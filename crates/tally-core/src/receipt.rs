//! # Receipt Text Extractor
//!
//! Best-effort conversion of free-form receipt text (OCR output or a
//! manual paste) into candidate item drafts.
//!
//! ## Contract
//! ```text
//! ┌─────────────────────────────────────────────────────────────────────────┐
//! │                     extract_items(text)                                 │
//! │                                                                         │
//! │  raw multi-line text                                                    │
//! │       │                                                                 │
//! │       ▼                                                                 │
//! │  skip header lines (чек, date, касса, order, ...)                       │
//! │  skip summary lines (итого, total, налог, card, ...)                    │
//! │       │                                                                 │
//! │       ▼                                                                 │
//! │  per remaining line: regex price extraction → name cleanup → filter     │
//! │       │                                                                 │
//! │       ▼                                                                 │
//! │  zero or more { name, unit_price } drafts + running total estimate      │
//! └─────────────────────────────────────────────────────────────────────────┘
//! ```
//!
//! This is a heuristic classifier, explicitly NOT exact: no guarantee that
//! Σ draft prices equals the printed receipt total, and no error path — any
//! input, including binary garbage, yields zero or more syntactically valid
//! drafts. The bill model treats the output purely as pre-filled,
//! user-editable item drafts.

use regex::Regex;
use serde::{Deserialize, Serialize};
use std::sync::LazyLock;
use ts_rs::TS;

use crate::money::{Currency, Money};

// =============================================================================
// Output Types
// =============================================================================

/// A candidate line item extracted from receipt text.
///
/// Drafts have no id and no consumer assignment — those are added when the
/// user accepts the draft into a bill.
#[derive(Debug, Clone, PartialEq, Serialize, Deserialize, TS)]
#[ts(export)]
pub struct ItemDraft {
    pub name: String,
    pub unit_price: Money,
}

/// Extractor output: drafts plus a running total estimate.
#[derive(Debug, Clone, PartialEq, Serialize, Deserialize, TS)]
#[ts(export)]
pub struct ExtractedReceipt {
    /// Candidate items in the order they appeared.
    pub items: Vec<ItemDraft>,

    /// Sum of the candidate prices. An estimate only — summary lines are
    /// skipped, so this is NOT the printed receipt total.
    pub total: Money,

    /// Currency guessed from symbols in the text.
    pub currency: Currency,
}

// =============================================================================
// Heuristics
// =============================================================================

/// Words that mark receipt header/metadata lines (mixed RU/EN, lowercase).
const HEADER_KEYWORDS: &[&str] = &[
    "чек", "чек №", "date", "дата", "время", "time", "касса", "смена", "оператор", "order",
    "заказ", "фискальный", "фн", "фд", "фпд", "регистратор", "наименование", "цена", "кол-во",
    "сумма",
];

/// Words that mark summary/total/payment lines to exclude.
const TOTAL_KEYWORDS: &[&str] = &[
    "итого", "всего", "total", "сумма", "оплата", "налог", "ндс", "сдача", "change", "внесено",
    "наличными", "картой", "cash", "card", "credit",
];

/// Leading unit/packaging words that are not item names.
const UNIT_WORDS: &[&str] = &["шт", "kg", "кг", "pcs", "уп", "упак", "пак", "набор", "компл"];

/// Price patterns tried in order; the first match wins.
///
/// Group 1 captures the price; the "bare integer with optional kopecks"
/// pattern also has group 2 for the fraction digits.
static PRICE_PATTERNS: LazyLock<Vec<Regex>> = LazyLock::new(|| {
    [
        r"(\d+[.,]\d{2})\s*$",       // 123.45 at end of line
        r"\s(\d+[.,]\d{2})\s",       // 123.45 mid-line
        r"\s(\d+)[.,]?(\d{2})?\s*$", // 123 or 123 45 at end of line
        r"[x×*]\s*(\d+[.,]\d{2})",   // x 123.45
        r"[x×*]\s*(\d+)",            // x 123
        r"\s(\d+)\s*р",              // 123 р
        r"\s(\d+)\s*руб",            // 123 руб
        r"\s(\d+)\s*₽",              // 123 ₽
        r"\$(\d+[.,]\d{2})",         // $123.45
        r"€(\d+[.,]\d{2})",          // €123.45
        r"£(\d+[.,]\d{2})",          // £123.45
    ]
    .iter()
    .map(|p| Regex::new(p).expect("valid price pattern"))
    .collect()
});

static LEADING_QUANTITY: LazyLock<Regex> =
    LazyLock::new(|| Regex::new(r"^\d+[.,]?\d*\s*[x×*]\s*").expect("valid regex"));

static NON_NAME_CHARS: LazyLock<Regex> =
    LazyLock::new(|| Regex::new(r"[^A-Za-zА-Яа-яЁё0-9\s\-]").expect("valid regex"));

static WHITESPACE_RUNS: LazyLock<Regex> =
    LazyLock::new(|| Regex::new(r"\s+").expect("valid regex"));

static DIGITS_AND_PUNCT_ONLY: LazyLock<Regex> =
    LazyLock::new(|| Regex::new(r"^[0-9\s.,\-]+$").expect("valid regex"));

// =============================================================================
// Extraction
// =============================================================================

/// Extracts candidate item drafts from raw receipt text.
///
/// Never fails: unparseable lines are simply skipped.
pub fn extract_items(text: &str) -> ExtractedReceipt {
    let currency = sniff_currency(text);
    let mut items = Vec::new();
    let mut total = Money::zero();

    for line in text.lines() {
        let line = line.trim();
        if line.is_empty() || is_header_line(line) || is_total_line(line) {
            continue;
        }

        if let Some((price, name)) = extract_price_and_name(line) {
            if price.is_positive() && is_valid_item_name(&name) {
                total += price;
                items.push(ItemDraft {
                    name,
                    unit_price: price,
                });
            }
        }
    }

    ExtractedReceipt {
        items,
        total,
        currency,
    }
}

/// Guesses the bill currency from symbols in the text.
/// Receipts without a recognizable symbol default to RUB, the dominant
/// locale of the fiscal-receipt formats handled here.
fn sniff_currency(text: &str) -> Currency {
    if text.contains('$') {
        Currency::new("USD")
    } else if text.contains('€') {
        Currency::new("EUR")
    } else if text.contains('£') {
        Currency::new("GBP")
    } else {
        Currency::new("RUB")
    }
}

fn is_header_line(line: &str) -> bool {
    let lower = line.to_lowercase();
    HEADER_KEYWORDS.iter().any(|kw| lower.contains(kw))
}

fn is_total_line(line: &str) -> bool {
    let lower = line.to_lowercase();
    TOTAL_KEYWORDS.iter().any(|kw| lower.contains(kw))
}

/// Tries each price pattern in order; on a match, the matched span is cut
/// out of the line and the remainder becomes the candidate name.
fn extract_price_and_name(line: &str) -> Option<(Money, String)> {
    for pattern in PRICE_PATTERNS.iter() {
        let Some(captures) = pattern.captures(line) else {
            continue;
        };
        let Some(price_match) = captures.get(1) else {
            continue;
        };

        let mut price_str = price_match.as_str().replace(',', ".");
        // The bare-integer pattern carries kopecks in a second group.
        if let Some(fraction) = captures.get(2) {
            price_str = format!("{}.{}", price_str, fraction.as_str());
        }

        let Ok(price) = Money::from_decimal_str(&price_str) else {
            continue;
        };

        let name = clean_item_name(&pattern.replace_all(line, ""));
        if !name.is_empty() {
            return Some((price, name));
        }
    }

    None
}

/// Strips quantity markers and non-name characters, collapses whitespace.
fn clean_item_name(raw: &str) -> String {
    let name = LEADING_QUANTITY.replace(raw.trim(), "");
    let name = NON_NAME_CHARS.replace_all(&name, "");
    let name = WHITESPACE_RUNS.replace_all(name.trim(), " ");
    name.into_owned()
}

/// Filters out fragments that survived cleanup but aren't item names.
fn is_valid_item_name(name: &str) -> bool {
    if name.chars().count() < 2 {
        return false;
    }
    if DIGITS_AND_PUNCT_ONLY.is_match(name) {
        return false;
    }
    let lower = name.to_lowercase();
    !UNIT_WORDS.iter().any(|w| lower.starts_with(w))
}

// =============================================================================
// Unit Tests
// =============================================================================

· · ·

* _EXERCISE REQUIREMENTS_
Everything above from the line containing "fn is_total_line(line: &str)" through the line containing "aren't item names." must be copied exactly. Nothing outside that range belongs in the answer.

* _RESULT OF THIS TASK_
fn is_total_line(line: &str) -> bool {
    let lower = line.to_lowercase();
    TOTAL_KEYWORDS.iter().any(|kw| lower.contains(kw))
}

/// Tries each price pattern in order; on a match, the matched span is cut
/// out of the line and the remainder becomes the candidate name.
fn extract_price_and_name(line: &str) -> Option<(Money, String)> {
    for pattern in PRICE_PATTERNS.iter() {
        let Some(captures) = pattern.captures(line) else {
            continue;
        };
        let Some(price_match) = captures.get(1) else {
            continue;
        };

        let mut price_str = price_match.as_str().replace(',', ".");
        // The bare-integer pattern carries kopecks in a second group.
        if let Some(fraction) = captures.get(2) {
            price_str = format!("{}.{}", price_str, fraction.as_str());
        }

        let Ok(price) = Money::from_decimal_str(&price_str) else {
            continue;
        };

        let name = clean_item_name(&pattern.replace_all(line, ""));
        if !name.is_empty() {
            return Some((price, name));
        }
    }

    None
}

/// Strips quantity markers and non-name characters, collapses whitespace.
fn clean_item_name(raw: &str) -> String {
    let name = LEADING_QUANTITY.replace(raw.trim(), "");
    let name = NON_NAME_CHARS.replace_all(&name, "");
    let name = WHITESPACE_RUNS.replace_all(name.trim(), " ");
    name.into_owned()
}

/// Filters out fragments that survived cleanup but aren't item names.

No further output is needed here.